Hannah hit its modern peak in 2000 at No. 2, behind only Emily. The name has been on a slow decline for twenty-five years and now sits at No. 52, but the descent has been so gradual that Hannah remains one of the most stably popular Hebrew-origin girls' names in American history.
Hebrew root, biblical narrative
Hannah comes from the Hebrew Channah (חַנָּה), meaning grace or favour. The biblical Hannah, mother of the prophet Samuel, prays at the temple in Shiloh for a child after years of infertility, and her prayer becomes one of the model Jewish prayers (1 Samuel 1-2). Her song of thanksgiving prefigures Mary's Magnificat in the New Testament, and the parallel has given Hannah's name particular weight across both Jewish and Christian traditions.
The name has cognates in many languages: Anna in Latin, Greek, and Italian; Anne in French; Hanna in Scandinavian and German; Ana in Spanish and Portuguese. Hannah specifically retains the Hebrew double-N spelling and the silent H, which gives it a slightly more distinct register in English-speaking countries than the cognate forms.
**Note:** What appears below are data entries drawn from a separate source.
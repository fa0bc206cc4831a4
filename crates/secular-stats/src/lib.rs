//! # Secular Stats
//!
//! Statistics over merged annual series: summary statistics,
//! cross-source reconciliation, and Pearson correlation matrices.
//!
//! This crate operates entirely at the floating-point boundary: the
//! decimal pipeline has already done the precision-sensitive work by the
//! time a series reaches it.
//!
//! - **Summary**: mean, sample standard deviation, min, max per field
//! - **Windows**: year-range restriction and trailing N-year windows
//! - **Comparison**: per-year reconciliation of two annual series with
//!   largest-difference ranking
//! - **Correlation**: full pairwise Pearson matrices over a fixed field
//!   set, for the full range and a trailing window
//!
//! Empty inputs are not errors here: every engine returns `None` or an
//! empty result for an empty or non-overlapping series.

#![warn(missing_docs)]
#![warn(clippy::all)]
#![warn(clippy::pedantic)]
#![allow(clippy::module_name_repetitions)]
#![allow(clippy::missing_errors_doc)]
#![allow(clippy::missing_panics_doc)]
#![allow(clippy::must_use_candidate)]
#![allow(clippy::doc_markdown)]
#![allow(clippy::cast_precision_loss)]
#![allow(clippy::similar_names)]
#![allow(clippy::uninlined_format_args)]

pub mod compare;
pub mod correlation;
pub mod summary;
pub mod window;

/// Prelude module for convenient imports.
pub mod prelude {
    pub use crate::compare::{compare_series, largest_differences, ComparisonStats};
    pub use crate::correlation::{correlation_matrix, pearson, CorrelationMatrix};
    pub use crate::summary::{summarize, summarize_annual_field, summarize_field, SummaryStats};
    pub use crate::window::{restrict_years, trailing};
}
The 2000 peak and the long descent
Hannah's modern American history begins in the 1970s, when the name re-entered the top 100 after decades in the high hundreds. The 1990s saw it climb steeply, helped along by Hannah and Her Sisters (Woody Allen, 1986) and by the broader return of biblical girls' names. The 2000 peak at No. 2 represented a moment when Hannah, Emily, and Hailey were collectively dominating American girl naming.
The post-2000 descent has been gentle: top 30 through 2010, top 50 by 2018, the current No. 52 plateau. That kind of slow drift across two decades is the signature of a name that has been absorbed into the permanent American naming vocabulary. Hannah does not feel dated; it feels familiar, which is how a millennium-old biblical name should feel.
Counter-reading: Hannah Montana and the palindrome question
Hannah Montana ran from 2006 to 2011 and was a major Disney Channel franchise during exactly the years that Hannah-as-baby-name was at its peak. The show probably did not move the name — Hannah was already top 5 when the show premiered — but it kept the name visible in the culture during the descent. Names that get television anchoring during their descent typically fall slower than names that lose visibility.
Counter-reading: Hannah is a palindrome (it reads the same forward and backward), and parents sometimes shortlist it specifically for that quality. The palindrome cohort (Hannah, Anna, Ava, Eve, Bob, Otto) is small enough that the feature itself can be a reason to pick the name.
For sibling pairs, Hannah works with other classic biblical girls' names: Hannah and Leah, Hannah and Sarah, Hannah and Naomi. Middle-name choices skew short and classic: Hannah Rose, Hannah Grace, Hannah Marie. The full Hebrew names cohort remains a quietly strong category.